Dataset entries:
*-*-*

//! Connection-health monitoring for the OpenCode server.
//!
//! [`HealthMonitor`] owns the [`ConnectionState`], probes
//! `{base_url}/global/health` on a fixed schedule and hands every result to a
//! render callback.
//!
//! ## Design
//!
//! - `start` sets `Checking`, notifies the callback and spawns one Tokio task
//!   that probes immediately and then on every interval tick. Restarting aborts
//!   the previous task, so timers never stack.
//! - `probe_once` performs one request under its own timeout. Dropping the
//!   request future on timeout aborts it. Every failure collapses to
//!   `Disconnected`; the boolean result is all a caller learns.
//! - Concurrent `probe_once` calls (a manual test overlapping a scheduled
//!   tick) are not serialized. Whichever finishes last writes the state.
//! - The callback receives a copy of the state and the config that was probed
//!   and has no handle back into the monitor.

use std::sync::{Arc, Mutex, MutexGuard, PoisonError};
use std::time::Duration;

use opencode_types::{CONNECTION_TIMEOUT, ConnectionConfig, ConnectionState, HEALTH_CHECK_INTERVAL};
use opencode_util::SecretStore;
use tokio::runtime::Handle;
use tokio::task::JoinHandle;
use tokio::time::{self, Instant, MissedTickBehavior, timeout};
use tracing::{debug, info, warn};

use crate::transport::{HealthTransport, ProbeRequest, TransportError};

/// Presentation callback invoked after every state change or re-check.
pub type RenderCallback = Arc<dyn Fn(ConnectionState, &ConnectionConfig) + Send + Sync>;

/// Timing knobs for the monitor.
#[derive(Debug, Clone, Copy, PartialEq, Eq)]
pub struct ProbeSettings {
    /// Delay between scheduled probes.
    pub interval: Duration,
    /// Hard limit for one probe.
    pub timeout: Duration,
}

impl Default for ProbeSettings {
    fn default() -> Self {
        Self {
            interval: HEALTH_CHECK_INTERVAL,
            timeout: CONNECTION_TIMEOUT,
        }
    }
}

/// What a probe observed, before it is collapsed into a [`ConnectionState`].
#[derive(Debug)]
enum ProbeOutcome {
    Healthy,
    Unhealthy(u16),
    TimedOut(Duration),
    Failed(TransportError),
}

impl ProbeOutcome {
    fn is_healthy(&self) -> bool {
        matches!(self, ProbeOutcome::Healthy)
    }
}

struct Shared {
    transport: Arc<dyn HealthTransport>,
    secrets: Arc<dyn SecretStore>,
    settings: ProbeSettings,
    state: Mutex<ConnectionState>,
    on_change: Mutex<Option<RenderCallback>>,
}

impl Shared {
    async fn probe_once(&self, config: &ConnectionConfig) -> bool {
        let request = ProbeRequest::for_config(config, self.secrets.as_ref());
        let outcome = match timeout(self.settings.timeout, self.transport.get(&request)).await {
            Ok(Ok(200)) => ProbeOutcome::Healthy,
            Ok(Ok(status)) => ProbeOutcome::Unhealthy(status),
            Ok(Err(error)) => ProbeOutcome::Failed(error),
            Err(_) => ProbeOutcome::TimedOut(self.settings.timeout),
        };

        match &outcome {
            ProbeOutcome::Healthy => debug!(url = %request.url, "health probe succeeded"),
            ProbeOutcome::Unhealthy(status) => debug!(url = %request.url, status, "health probe returned non-200"),
            ProbeOutcome::TimedOut(limit) => debug!(url = %request.url, timeout_ms = limit.as_millis() as u64, "health probe timed out"),
            ProbeOutcome::Failed(error) => debug!(url = %request.url, %error, "health probe failed"),
        }

        let healthy = outcome.is_healthy();
        self.publish(ConnectionState::from_probe(healthy), config);
        healthy
    }

    /// Store `state` and notify the callback.
    fn publish(&self, state: ConnectionState, config: &ConnectionConfig) {
        let previous = std::mem::replace(&mut *lock(&self.state), state);
        if previous != state {
            info!(from = %previous, to = %state, url = %config.base_url(), "connection state changed");
        }
        let callback = lock(&self.on_change).clone();
        if let Some(callback) = callback {
            callback(state, config);
        }
    }
}

fn lock<T>(mutex: &Mutex<T>) -> MutexGuard<'_, T> {
    mutex.lock().unwrap_or_else(PoisonError::into_inner)
}

/// Periodic reachability prober for one server.
///
/// Construct one per endpoint; instances share nothing, so tests can run many
/// side by side. Dropping the monitor stops its schedule.
pub struct HealthMonitor {
    shared: Arc<Shared>,
    schedule: Mutex<Option<JoinHandle<()>>>,
}

impl HealthMonitor {
    /// Create a monitor with the default 30 s interval and 5 s timeout.
    pub fn new(transport: Arc<dyn HealthTransport>, secrets: Arc<dyn SecretStore>) -> Self {
        Self::with_settings(transport, secrets, ProbeSettings::default())
    }

    pub fn with_settings(transport: Arc<dyn HealthTransport>, secrets: Arc<dyn SecretStore>, settings: ProbeSettings) -> Self {
        Self {
            shared: Arc::new(Shared {
                transport,
                secrets,
                settings,
                state: Mutex::new(ConnectionState::Checking),
                on_change: Mutex::new(None),
            }),
            schedule: Mutex::new(None),
        }
    }

    /// Begin monitoring `config`, reporting every result to `on_change`.
    ///
    /// Sets the state to `Checking` and notifies the callback before the first
    /// probe runs. Calling `start` again replaces the previous schedule and
    /// callback. Must be called from within a Tokio runtime; otherwise the
    /// schedule is not spawned and a warning is logged.
    pub fn start<F>(&self, config: ConnectionConfig, on_change: F)
    where
        F: Fn(ConnectionState, &ConnectionConfig) + Send + Sync + 'static,
    {
        *lock(&self.shared.on_change) = Some(Arc::new(on_change));
        self.restart(config);
    }

    /// Restart the schedule for `config`, keeping the current callback.
    ///
    /// Used when the settings change: the state goes back to `Checking`.
    pub fn restart(&self, config: ConnectionConfig) {
        self.stop();
        self.shared.publish(ConnectionState::Checking, &config);

        let Ok(runtime) = Handle::try_current() else {
            warn!("no Tokio runtime available; health monitor not started");
            return;
        };

        let shared = Arc::clone(&self.shared);
        let period = shared.settings.interval;
        let first_tick = Instant::now() + period;
        info!(url = %config.base_url(), interval_ms = period.as_millis() as u64, "health monitor started");

        let handle = runtime.spawn(async move {
            shared.probe_once(&config).await;
            let mut ticker = time::interval_at(first_tick, period);
            ticker.set_missed_tick_behavior(MissedTickBehavior::Delay);
            loop {
                ticker.tick().await;
                shared.probe_once(&config).await;
            }
        });
        *lock(&self.schedule) = Some(handle);
    }

    /// Cancel the recurring schedule. Safe to call any number of times.
    pub fn stop(&self) {
        if let Some(handle) = lock(&self.schedule).take() {
            handle.abort();
            debug!("health monitor stopped");
        }
    }

    /// Perform one probe now, update the state and notify the callback.
    ///
    /// Never fails: transport errors, timeouts and non-200 responses all
    /// return `false` and leave the state `Disconnected`.
    pub async fn probe_once(&self, config: &ConnectionConfig) -> bool {
        self.shared.probe_once(config).await
    }

    /// Snapshot of the current state.
    pub fn state(&self) -> ConnectionState {
        *lock(&self.shared.state)
    }

    /// Whether a schedule is active.
    pub fn is_running(&self) -> bool {
        lock(&self.schedule).as_ref().is_some_and(|handle| !handle.is_finished())
    }

    pub fn settings(&self) -> ProbeSettings {
        self.shared.settings
    }
}

impl Drop for HealthMonitor {
    fn drop(&mut self) {
        self.stop();
    }
}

*-*-*

### What you are asked to do:
Which of the lines in the data contain the string "JoinHandle"? Return each one.

### Written answer:
use tokio::task::JoinHandle;
    schedule: Mutex<Option<JoinHandle<()>>>,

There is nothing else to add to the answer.